Any Christians who can give me some guidance re- my two teenage daughters? We left the church 4 years ago and have been floundering around - went consistently to one church for just over a year, which had a pretty good youth program. Then we changed churches, thinking it would be the best fit for our family. THe new church was so awesome, I didn't think to check out the Youth program. It turns out this church's youth program is totally lame. The girls, ages 16 and 13, have been through a lot with the switch from TBM to exmo - esp. the 16 year old. We've tried having them go to youth group at the old church, but they're just not that interested in any of the kids who go, so they're unmotivated to go.

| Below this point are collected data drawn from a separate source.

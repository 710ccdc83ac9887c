// Copyright (c) 2025 Soumyadip Sarkar.
// All rights reserved.
//
// This source code is licensed under the license found in the
// LICENSE file in the root directory of this source tree.

use anyhow::{Context, Result};
use directories::ProjectDirs;
use once_cell::sync::Lazy;
use rusqlite::{Connection, Transaction, TransactionBehavior};
use std::fs;
use std::path::{Path, PathBuf};
use std::time::Duration;

use crate::error::LedgerResult;

static APP: Lazy<(&str, &str, &str)> =
    Lazy::new(|| ("com.ledgerline", "Ledgerline", "ledgerline"));

const DEFAULT_BUSY_TIMEOUT_MS: u64 = 5_000;

/// Database location: the explicit override when given, otherwise the
/// platform data directory.
pub fn db_path(override_path: Option<&Path>) -> Result<PathBuf> {
    if let Some(p) = override_path {
        if let Some(parent) = p.parent().filter(|d| !d.as_os_str().is_empty()) {
            fs::create_dir_all(parent)
                .with_context(|| format!("Failed to create {}", parent.display()))?;
        }
        return Ok(p.to_path_buf());
    }
    let proj = ProjectDirs::from(APP.0, APP.1, APP.2)
        .context("Could not determine platform-specific data dir")?;
    let data_dir = proj.data_dir();
    fs::create_dir_all(data_dir).context("Failed to create data dir")?;
    Ok(data_dir.join("ledgerline.sqlite"))
}

pub fn open(path: &Path) -> Result<Connection> {
    let conn =
        Connection::open(path).with_context(|| format!("Open DB at {}", path.display()))?;
    conn.busy_timeout(busy_timeout())?;
    init_schema(&conn)?;
    tracing::debug!(path = %path.display(), "database opened");
    Ok(conn)
}

pub fn open_in_memory() -> LedgerResult<Connection> {
    let conn = Connection::open_in_memory()?;
    init_schema(&conn)?;
    Ok(conn)
}

fn busy_timeout() -> Duration {
    let ms = std::env::var("LEDGERLINE_BUSY_TIMEOUT_MS")
        .ok()
        .and_then(|v| v.trim().parse::<u64>().ok())
        .unwrap_or(DEFAULT_BUSY_TIMEOUT_MS);
    Duration::from_millis(ms)
}

/// Runs `f` inside an immediate write transaction. Commits when `f` returns
/// `Ok`, rolls back otherwise; nothing `f` wrote is visible after an error.
pub fn write_tx<T, F>(conn: &mut Connection, f: F) -> LedgerResult<T>
where
    F: FnOnce(&Transaction<'_>) -> LedgerResult<T>,
{
    let tx = conn.transaction_with_behavior(TransactionBehavior::Immediate)?;
    match f(&tx) {
        Ok(value) => {
            tx.commit()?;
            Ok(value)
        }
        Err(err) => {
            if let Err(rb) = tx.rollback() {
                tracing::warn!(error = %rb, "rollback failed");
            }
            Err(err)
        }
    }
}

fn init_schema(conn: &Connection) -> LedgerResult<()> {
    conn.execute_batch(
        r#"
    PRAGMA foreign_keys = ON;

    CREATE TABLE IF NOT EXISTS settings(
        key TEXT PRIMARY KEY,
        value TEXT NOT NULL
    );

    CREATE TABLE IF NOT EXISTS users(
        id INTEGER PRIMARY KEY AUTOINCREMENT,
        name TEXT NOT NULL,
        email TEXT NOT NULL UNIQUE,
        password_hash TEXT NOT NULL,
        created_at TEXT NOT NULL
    );

    CREATE TABLE IF NOT EXISTS accounts(
        id INTEGER PRIMARY KEY AUTOINCREMENT,
        user_id INTEGER NOT NULL,
        name TEXT NOT NULL,
        kind TEXT NOT NULL,
        initial_balance TEXT NOT NULL DEFAULT '0',
        FOREIGN KEY(user_id) REFERENCES users(id)
    );
    CREATE INDEX IF NOT EXISTS idx_accounts_user ON accounts(user_id);

    CREATE TABLE IF NOT EXISTS categories(
        id INTEGER PRIMARY KEY AUTOINCREMENT,
        name TEXT NOT NULL UNIQUE,
        kind TEXT NOT NULL CHECK(kind IN ('income','expense'))
    );

    CREATE TABLE IF NOT EXISTS transactions(
        id INTEGER PRIMARY KEY AUTOINCREMENT,
        account_id INTEGER NOT NULL,
        category_id INTEGER NOT NULL,
        amount TEXT NOT NULL,
        description TEXT NOT NULL,
        date TEXT NOT NULL,
        FOREIGN KEY(account_id) REFERENCES accounts(id),
        FOREIGN KEY(category_id) REFERENCES categories(id)
    );
    CREATE INDEX IF NOT EXISTS idx_transactions_account ON transactions(account_id);
    CREATE INDEX IF NOT EXISTS idx_transactions_date ON transactions(date);

    CREATE TABLE IF NOT EXISTS tags(
        id INTEGER PRIMARY KEY AUTOINCREMENT,
        name TEXT NOT NULL UNIQUE
    );

    CREATE TABLE IF NOT EXISTS transaction_tags(
        transaction_id INTEGER NOT NULL,
        tag_id INTEGER NOT NULL,
        PRIMARY KEY(transaction_id, tag_id),
        FOREIGN KEY(transaction_id) REFERENCES transactions(id),
        FOREIGN KEY(tag_id) REFERENCES tags(id)
    );

    CREATE TABLE IF NOT EXISTS budgets(
        id INTEGER PRIMARY KEY AUTOINCREMENT,
        user_id INTEGER NOT NULL,
        category_id INTEGER NOT NULL,
        month INTEGER NOT NULL CHECK(month BETWEEN 1 AND 12),
        year INTEGER NOT NULL,
        planned TEXT NOT NULL,
        UNIQUE(user_id, category_id, month, year),
        FOREIGN KEY(user_id) REFERENCES users(id),
        FOREIGN KEY(category_id) REFERENCES categories(id)
    );

    CREATE TABLE IF NOT EXISTS goals(
        id INTEGER PRIMARY KEY AUTOINCREMENT,
        user_id INTEGER NOT NULL,
        name TEXT NOT NULL,
        target TEXT NOT NULL,
        current TEXT NOT NULL DEFAULT '0',
        deadline TEXT,
        FOREIGN KEY(user_id) REFERENCES users(id)
    );

    CREATE TABLE IF NOT EXISTS investment_kinds(
        id INTEGER PRIMARY KEY AUTOINCREMENT,
        name TEXT NOT NULL UNIQUE
    );

    CREATE TABLE IF NOT EXISTS investments(
        id INTEGER PRIMARY KEY AUTOINCREMENT,
        account_id INTEGER NOT NULL,
        kind_id INTEGER NOT NULL,
        ticker TEXT NOT NULL,
        quantity TEXT NOT NULL,
        average_price TEXT NOT NULL,
        FOREIGN KEY(account_id) REFERENCES accounts(id),
        FOREIGN KEY(kind_id) REFERENCES investment_kinds(id)
    );

    -- Append-only audit tables
    CREATE TABLE IF NOT EXISTS email_change_log(
        id INTEGER PRIMARY KEY AUTOINCREMENT,
        user_id INTEGER NOT NULL,
        old_email TEXT NOT NULL,
        new_email TEXT NOT NULL,
        changed_at TEXT NOT NULL
    );

    CREATE TABLE IF NOT EXISTS account_archive(
        archive_id INTEGER PRIMARY KEY AUTOINCREMENT,
        account_id INTEGER NOT NULL,
        user_id INTEGER NOT NULL,
        name TEXT NOT NULL,
        kind TEXT NOT NULL,
        initial_balance TEXT NOT NULL,
        deleted_at TEXT NOT NULL
    );

    -- Last line of defence for writers that bypass the store.
    CREATE TRIGGER IF NOT EXISTS transactions_sign_guard_insert
    BEFORE INSERT ON transactions
    FOR EACH ROW
    WHEN ((SELECT kind FROM categories WHERE id = NEW.category_id) = 'expense'
            AND CAST(NEW.amount AS REAL) > 0)
      OR ((SELECT kind FROM categories WHERE id = NEW.category_id) = 'income'
            AND CAST(NEW.amount AS REAL) < 0)
    BEGIN
        SELECT RAISE(ABORT, 'transaction amount sign does not match category kind');
    END;

    CREATE TRIGGER IF NOT EXISTS transactions_sign_guard_update
    BEFORE UPDATE OF amount, category_id ON transactions
    FOR EACH ROW
    WHEN ((SELECT kind FROM categories WHERE id = NEW.category_id) = 'expense'
            AND CAST(NEW.amount AS REAL) > 0)
      OR ((SELECT kind FROM categories WHERE id = NEW.category_id) = 'income'
            AND CAST(NEW.amount AS REAL) < 0)
    BEGIN
        SELECT RAISE(ABORT, 'transaction amount sign does not match category kind');
    END;
    "#,
    )?;
    Ok(())
}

Being raised TBM, it seems to me that involvement in some sort of youth program is super important - not just for the reinforcement of positive values, but for exposure to other kids who feel it's important to live by high morals (they don't see a lot of that at school -a lot of sex and a lot of partying). So, I've been working to find something that will be a good fit. We took our time looking into yet another church - which seems to have a nice youth program, but our kids - esp. the oldest, just don't like it! She's a really sweet, pleasant, likeable, nice girl and also very cool. She just feels there aren't enough "normal / cool" kids who go, and she doesn't feel like she gets anything out of it. Is she too picky - should I just keep "making" her go, hoping she "gets used to it and starts to like it" or should I relax about it and let her quit being a part of a youth group? (Is this just a remnant of my old TBM self feeling like she needs to have youth group in her life?) I also like the community that can be created by participating and feel like that could give her a nice sense of stability to draw on, even after she's moved away. (We moved a lot, then had 2 babies, then left the church - not much stability for our oldest!)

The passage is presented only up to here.